Malgré un travail acharné pour rectifier les anomalies, le Département de la Gironde continue d'éprouver des difficultés budgétaires significatives. Selon un rapport de Sud Ouest, la CRC a exprimé des réserves sur les prévisions de charges de personnel, soulignant que les montants inscrits pour les intérêts moratoires reliés aux retards de paiement sont insuffisants.
La CRC a noté : "Le Département a mis en œuvre la majorité des modifications demandées, tant en termes de dépenses que de recettes." Pourtant, les ajustements apportés, qui portent le déficit prévisionnel à 119 millions d'euros pour fin 2026, sont jugés marginaux comparés à un budget total d'1,8 milliard d'euros. Ce chiffre témoigne d'une réelle volonté de retour à l'équilibre financier, malgré un effort financier de 54 millions d'euros annoncé par le Département.
Des améliorations mais des défis persistants
Cette situation souligne le dilemme auquel fait face la collectivité, qui, tout en cherchant à restaurer sa crédibilité financière, doit faire face à un contexte économique difficile. L'institution a indiqué qu'un travail collaboratif avec les services de l’État et les financeurs serait crucial pour parvenir à des résultats tangibles.

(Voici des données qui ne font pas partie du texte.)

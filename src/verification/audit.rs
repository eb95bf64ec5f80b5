//! Aggregation history.
//!
//! Records one entry per aggregation round so drift and participation can be
//! analysed after the fact.

use serde::{Deserialize, Serialize};

use crate::aggregators::Denominator;

/// Metadata for a single aggregation round.
#[derive(Clone, Debug, PartialEq, Serialize, Deserialize)]
pub struct AggregationAuditEntry {
    /// Round number (0-indexed).
    pub round: usize,
    /// Ledger length when the round was computed, genesis included.
    pub ledger_len: usize,
    /// Number of payload-bearing blocks folded into the aggregate.
    pub n_payloads: usize,
    /// Denominator used for averaging.
    pub denominator: Denominator,
    /// Largest per-weight change relative to the previous global model.
    pub max_drift: f32,
    /// Whether the benchmark gate passed.
    pub within_tolerance: bool,
}

/// Append-only audit log of aggregation rounds.
#[derive(Clone, Debug, Default, Serialize, Deserialize)]
pub struct AuditLog {
    entries: Vec<AggregationAuditEntry>,
}

impl AuditLog {
    /// Create a new, empty audit log.
    pub fn new() -> Self {
        Self {
            entries: Vec::new(),
        }
    }

    /// Append an entry to the log.
    pub fn push(&mut self, entry: AggregationAuditEntry) {
        self.entries.push(entry);
    }

    /// Get all entries.
    pub fn entries(&self) -> &[AggregationAuditEntry] {
        &self.entries
    }

    /// Number of recorded rounds.
    pub fn len(&self) -> usize {
        self.entries.len()
    }

    /// Whether the log is empty.
    pub fn is_empty(&self) -> bool {
        self.entries.is_empty()
    }

    /// Rounds that tripped the drift gate.
    pub fn flagged(&self) -> impl Iterator<Item = &AggregationAuditEntry> {
        self.entries.iter().filter(|e| !e.within_tolerance)
    }

    /// Serialize the audit log to JSON.
    pub fn to_json(&self) -> Result<String, serde_json::Error> {
        serde_json::to_string_pretty(self)
    }
}

#[cfg(test)]
mod tests {
    use super::*;

    fn entry(round: usize, within_tolerance: bool) -> AggregationAuditEntry {
        AggregationAuditEntry {
            round,
            ledger_len: round + 2,
            n_payloads: round + 1,
            denominator: Denominator::LedgerLength,
            max_drift: if within_tolerance { 0.05 } else { 0.3 },
            within_tolerance,
        }
    }

    #[test]
    fn test_audit_log_push_and_len() {
        let mut log = AuditLog::new();
        assert!(log.is_empty());

        log.push(entry(0, true));

        assert_eq!(log.len(), 1);
        assert!(!log.is_empty());
        assert_eq!(log.entries()[0].round, 0);
        assert_eq!(log.entries()[0].n_payloads, 1);
    }

    #[test]
    fn test_flagged_rounds() {
        let mut log = AuditLog::new();
        for i in 0..5 {
            log.push(entry(i, i % 2 == 0));
        }
        let flagged: Vec<usize> = log.flagged().map(|e| e.round).collect();
        assert_eq!(flagged, vec![1, 3]);
    }

    #[test]
    fn test_audit_log_json() {
        let mut log = AuditLog::new();
        log.push(entry(3, false));
        let json = log.to_json().unwrap();
        let restored: AuditLog = serde_json::from_str(&json).unwrap();
        assert_eq!(restored.entries(), log.entries());
    }
}
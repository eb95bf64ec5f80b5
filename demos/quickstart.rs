//! Quickstart: one federation, a few participants, one aggregation round

use ledger_fl::simulation::LocalTrainer;
use ledger_fl::{Federation, FederationConfig};
use tracing_subscriber::EnvFilter;

fn main() {
    tracing_subscriber::fmt()
        .with_env_filter(EnvFilter::try_from_default_env().unwrap_or_else(|_| EnvFilter::new("info")))
        .init();

    println!("Ledger-FL Quickstart Demo\n");

    let fed = Federation::bootstrap(FederationConfig::default()).unwrap();
    let trainer = LocalTrainer::new(fed.config().model_dim);

    let credential = fed.issue_credential("Alice");
    println!("Minted credential: {}", credential.token_id);
    println!("   Verifies: {}\n", fed.verify_credential(&credential));

    for participant in ["Alice", "Bob", "Carol"] {
        fed.authenticate(participant);
        let update = trainer.prepare_model_update(participant);
        fed.submit(participant, update);
    }
    println!("Unauthenticated submission accepted: {}", fed.submit("Mallory", vec![1.0; 10]));
    println!("Ledger length: {}", fed.ledger_len());
    println!("Ledger valid: {}\n", fed.validate());

    let outcome = fed.run_round().unwrap();
    println!("Round {} aggregate: {:?}", outcome.round, outcome.model.weights());
    println!(
        "   Max drift {:.4}, within tolerance: {}",
        outcome.max_drift, outcome.within_tolerance
    );
}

Enfin, la CRC a précisé qu'elle continuerait de suivre de près l'évolution du compte financier unique qui documente les résultats de l'année 2025. Ce dernier est particulièrement controversé, notamment en raison des divergences persistantes entre la CRC et le Département sur le montant du déficit final. Selon les experts, les réactions à cette approbation budgétaire influeront sur les prochaines steps de la gouvernance économique du Département, notamment l'amélioration de la fiabilité budgétaire.
Alors que la Gironde tente de naviguer à travers ces turbulences financières, l’observation de la CRC et des organismes externes demeurera cruciale. Les mois à venir seront déterminants pour mesurer si cette validation se traduira par une réelle amélioration des finances publiques locales.